After receiving his G.E.D. diploma from the New York State Board of Regents in 1961, Barrett attended Bethel Bible Institute in Jamaica, New York, where he graduated with honors.[3]
His career as a pastor began in 1966.[5] He became pastor of Mt. Zion Baptist Church, in the Washington Park neighborhood of Chicago in 1968.[3] After a theological disagreement with the elders of the Mt. Zion church, he left in 1976 to form his own ministry, the Life Center COGIC church, in the same neighborhood.[3][4]

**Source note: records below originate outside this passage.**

//! Requested amounts for balance-moving operations.

use serde::{Deserialize, Serialize};
use std::fmt;

/// How much an operation should move.
///
/// `All` replaces the "transfer everything" sentinel: it is resolved to the
/// account's full accrued balance at the start of the operation, after any
/// interest owed up to that instant has been taken into account.
#[derive(Clone, Copy, Debug, PartialEq, Eq, Serialize, Deserialize)]
pub enum Amount {
    /// Move exactly this many raw units.
    Exact(u128),
    /// Move the whole accrued balance.
    All,
}

impl Amount {
    /// Resolve to a concrete raw amount given the current full balance.
    pub fn resolve(self, full_balance: u128) -> u128 {
        match self {
            Self::Exact(n) => n,
            Self::All => full_balance,
        }
    }
}

impl From<u128> for Amount {
    fn from(raw: u128) -> Self {
        Self::Exact(raw)
    }
}

impl fmt::Display for Amount {
    fn fmt(&self, f: &mut fmt::Formatter<'_>) -> fmt::Result {
        match self {
            Self::Exact(n) => write!(f, "{n}"),
            Self::All => write!(f, "all"),
        }
    }
}
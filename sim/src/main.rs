//! rebase-sim: runs a two-domain bridge scenario against in-process ledgers.

mod config;
mod scenario;

use clap::Parser;
use config::SimConfig;
use rebase_utils::LogFormat;
use std::path::PathBuf;

#[derive(Parser)]
#[command(name = "rebase-sim", about = "Rebase ledger two-domain simulation")]
struct Cli {
    /// Log level: "trace", "debug", "info", "warn", "error".
    /// Defaults to the config file's value.
    #[arg(long, env = "REBASE_LOG_LEVEL")]
    log_level: Option<String>,

    /// Log output: "human" or "json".
    #[arg(long, env = "REBASE_LOG_FORMAT")]
    log_format: Option<LogFormat>,

    #[command(subcommand)]
    command: Command,
}

#[derive(clap::Subcommand)]
enum Command {
    /// Run the scenario and print a JSON report to stdout.
    Run {
        /// Path to a TOML configuration file. Missing keys use defaults.
        #[arg(long, env = "REBASE_SIM_CONFIG")]
        config: Option<PathBuf>,

        /// Pretty-print the report.
        #[arg(long)]
        pretty: bool,
    },
    /// Print the default configuration as TOML.
    DefaultConfig,
}

fn main() -> anyhow::Result<()> {
    let cli = Cli::parse();

    match cli.command {
        Command::Run { config, pretty } => {
            let mut config = match config {
                Some(path) => SimConfig::from_toml_file(&path)?,
                None => SimConfig::default(),
            };
            if let Some(level) = cli.log_level {
                config.log_level = level;
            }
            if let Some(format) = cli.log_format {
                config.log_format = format;
            }
            rebase_utils::init_logging(config.log_format, &config.log_level);
            tracing::info!(
                home_rate = config.home_base_rate,
                away_rate = config.away_base_rate,
                "starting simulation"
            );

            let report = scenario::run(&config)?;
            let json = if pretty {
                serde_json::to_string_pretty(&report)?
            } else {
                serde_json::to_string(&report)?
            };
            println!("{json}");
        }
        Command::DefaultConfig => {
            print!("{}", SimConfig::default().to_toml_string()?);
        }
    }
    Ok(())
}
//! Per-account accrual state.

use rebase_types::{mul_div, Timestamp, SCALE};
use serde::{Deserialize, Serialize};

/// Ledger record for a single holder.
///
/// `principal` only moves on materialization, credit, debit and transfer.
/// The displayed balance is derived from it on demand.
#[derive(Clone, Debug, Default, PartialEq, Eq, Serialize, Deserialize)]
pub struct Account {
    /// Materialized amount, excluding interest accrued since `last_accrual`.
    pub principal: u128,
    /// Per-second rate locked to this holder, scaled by `SCALE`.
    pub personal_rate: u128,
    /// When interest was last folded into `principal`. `EPOCH` until first credit.
    pub last_accrual: Timestamp,
}

impl Account {
    /// `SCALE + personal_rate * elapsed`. Linear in elapsed time.
    pub fn growth_factor(&self, now: Timestamp) -> Option<u128> {
        let elapsed = u128::from(self.last_accrual.elapsed_since(now));
        self.personal_rate.checked_mul(elapsed)?.checked_add(SCALE)
    }

    /// `principal * growth_factor / SCALE`, floored. Zero principal stays zero.
    pub fn accrued_balance(&self, now: Timestamp) -> Option<u128> {
        if self.principal == 0 {
            return Some(0);
        }
        mul_div(self.principal, self.growth_factor(now)?, SCALE)
    }

    /// Fold pending interest into principal and restart the accrual clock.
    ///
    /// Returns the interest that was materialized. A `now` earlier than
    /// `last_accrual` accrues nothing and leaves the clock where it was.
    pub fn materialize(&mut self, now: Timestamp) -> Option<u128> {
        let accrued = self.accrued_balance(now)?;
        let delta = accrued - self.principal;
        self.principal = accrued;
        self.last_accrual = self.last_accrual.max(now);
        Some(delta)
    }
}
//! Request, result and envelope types exchanged with the transport.

use rebase_types::{AccountId, DomainId, TokenId};
use serde::{Deserialize, Serialize};

/// Outbound request. The transport has already moved `amount` into the
/// adapter's own account when this reaches the adapter.
#[derive(Clone, Debug, PartialEq, Eq, Serialize, Deserialize)]
pub struct LockOrBurnRequest {
    pub original_sender: AccountId,
    /// Recipient on the remote domain.
    pub receiver: AccountId,
    pub remote_domain: DomainId,
    pub amount: u128,
}

/// What the send side hands back to the transport.
#[derive(Clone, Debug, PartialEq, Eq, Serialize, Deserialize)]
pub struct LockOrBurnResult {
    pub dest_token: TokenId,
    /// Encoded personal rate of the original sender.
    pub dest_pool_data: Vec<u8>,
}

/// Inbound delivery.
#[derive(Clone, Debug, PartialEq, Eq, Serialize, Deserialize)]
pub struct ReleaseOrMintRequest {
    pub source_domain: DomainId,
    pub source_adapter: AccountId,
    pub original_sender: AccountId,
    pub receiver: AccountId,
    pub amount: u128,
    pub source_pool_data: Vec<u8>,
}

#[derive(Clone, Copy, Debug, PartialEq, Eq, Serialize, Deserialize)]
pub struct ReleaseOrMintResult {
    /// Always the delivered amount; no destination-side fee is taken.
    pub destination_amount: u128,
}

/// Everything the transport carries from one domain to another for a single
/// transfer. There is no idempotency key: delivering the same envelope twice
/// mints twice.
#[derive(Clone, Debug, PartialEq, Eq, Serialize, Deserialize)]
pub struct CrossDomainMessage {
    pub source_domain: DomainId,
    pub dest_domain: DomainId,
    pub source_adapter: AccountId,
    pub original_sender: AccountId,
    pub receiver: AccountId,
    pub amount: u128,
    pub dest_token: TokenId,
    pub payload: Vec<u8>,
}

impl CrossDomainMessage {
    /// The receive-side request this envelope turns into.
    pub fn to_release_request(&self) -> ReleaseOrMintRequest {
        ReleaseOrMintRequest {
            source_domain: self.source_domain,
            source_adapter: self.source_adapter.clone(),
            original_sender: self.original_sender.clone(),
            receiver: self.receiver.clone(),
            amount: self.amount,
            source_pool_data: self.payload.clone(),
        }
    }
}
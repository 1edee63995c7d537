//! Account and token identifiers.

use serde::{Deserialize, Serialize};
use std::fmt;

/// Identifies a holder on a single domain.
///
/// Identifiers are opaque strings. The same string on two domains names two
/// unrelated accounts; the bridge never assumes otherwise.
#[derive(Clone, Debug, PartialEq, Eq, PartialOrd, Ord, Hash, Serialize, Deserialize)]
pub struct AccountId(String);

impl AccountId {
    pub fn new(raw: impl Into<String>) -> Self {
        Self(raw.into())
    }

    /// Return the raw identifier string.
    pub fn as_str(&self) -> &str {
        &self.0
    }

    /// Whether the identifier is usable (non-empty, no surrounding whitespace).
    pub fn is_valid(&self) -> bool {
        !self.0.is_empty() && self.0.trim() == self.0
    }
}

impl fmt::Display for AccountId {
    fn fmt(&self, f: &mut fmt::Formatter<'_>) -> fmt::Result {
        write!(f, "{}", self.0)
    }
}

impl From<&str> for AccountId {
    fn from(s: &str) -> Self {
        Self::new(s)
    }
}

impl From<String> for AccountId {
    fn from(s: String) -> Self {
        Self::new(s)
    }
}

/// Identifies the token contract on a given domain.
///
/// Carried in the send-side result so the destination knows which token the
/// released value belongs to.
#[derive(Clone, Debug, PartialEq, Eq, Hash, Serialize, Deserialize)]
pub struct TokenId(String);

impl TokenId {
    pub fn new(raw: impl Into<String>) -> Self {
        Self(raw.into())
    }

    pub fn as_str(&self) -> &str {
        &self.0
    }
}

impl fmt::Display for TokenId {
    fn fmt(&self, f: &mut fmt::Formatter<'_>) -> fmt::Result {
        write!(f, "{}", self.0)
    }
}
//! Shared utilities for the rebase ledger workspace.

pub mod logging;

pub use logging::{init_logging, LogFormat};
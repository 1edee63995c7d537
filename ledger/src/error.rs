//! Ledger errors.

use crate::auth::Role;
use rebase_types::AccountId;
use thiserror::Error;

#[derive(Debug, Error)]
pub enum LedgerError {
    #[error("base rate must decrease: current {current}, attempted {attempted}")]
    RateMustDecrease { current: u128, attempted: u128 },

    #[error("insufficient balance: need {needed}, available {available}")]
    InsufficientBalance { needed: u128, available: u128 },

    #[error("insufficient allowance: need {needed}, approved {available}")]
    InsufficientAllowance { needed: u128, available: u128 },

    #[error("{caller} lacks the {role} capability")]
    Unauthorized { caller: AccountId, role: Role },

    #[error("insufficient custody reserve: need {needed}, held {available}")]
    InsufficientReserve { needed: u128, available: u128 },

    #[error("arithmetic overflow in accrual computation")]
    Overflow,

    #[error("storage error: {0}")]
    Store(#[from] rebase_store::StoreError),

    #[error("serialization error: {0}")]
    Serialization(String),
}
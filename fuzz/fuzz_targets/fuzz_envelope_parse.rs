#![no_main]

use libfuzzer_sys::fuzz_target;

use rebase_bridge::CrossDomainMessage;
use rebase_ledger::Account;

// Malformed envelopes and snapshot records must fail to parse cleanly.
fuzz_target!(|data: &[u8]| {
    let _ = serde_json::from_slice::<CrossDomainMessage>(data);
    let _ = bincode::deserialize::<CrossDomainMessage>(data);
    let _ = bincode::deserialize::<Account>(data);
});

Barrett was charged in 1989 with orchestrating a pyramid scheme, by encouraging his congregants to donate to a series of economic development fundraisers which yielded over two million dollars in total.[5] The financial viability of the plan was judged by a court to be infeasible, and Barrett was ordered to place his church's title in receivership as a result.[5] He was ordered to repay 1.2 million dollars by 1998, which he did successfully.[5]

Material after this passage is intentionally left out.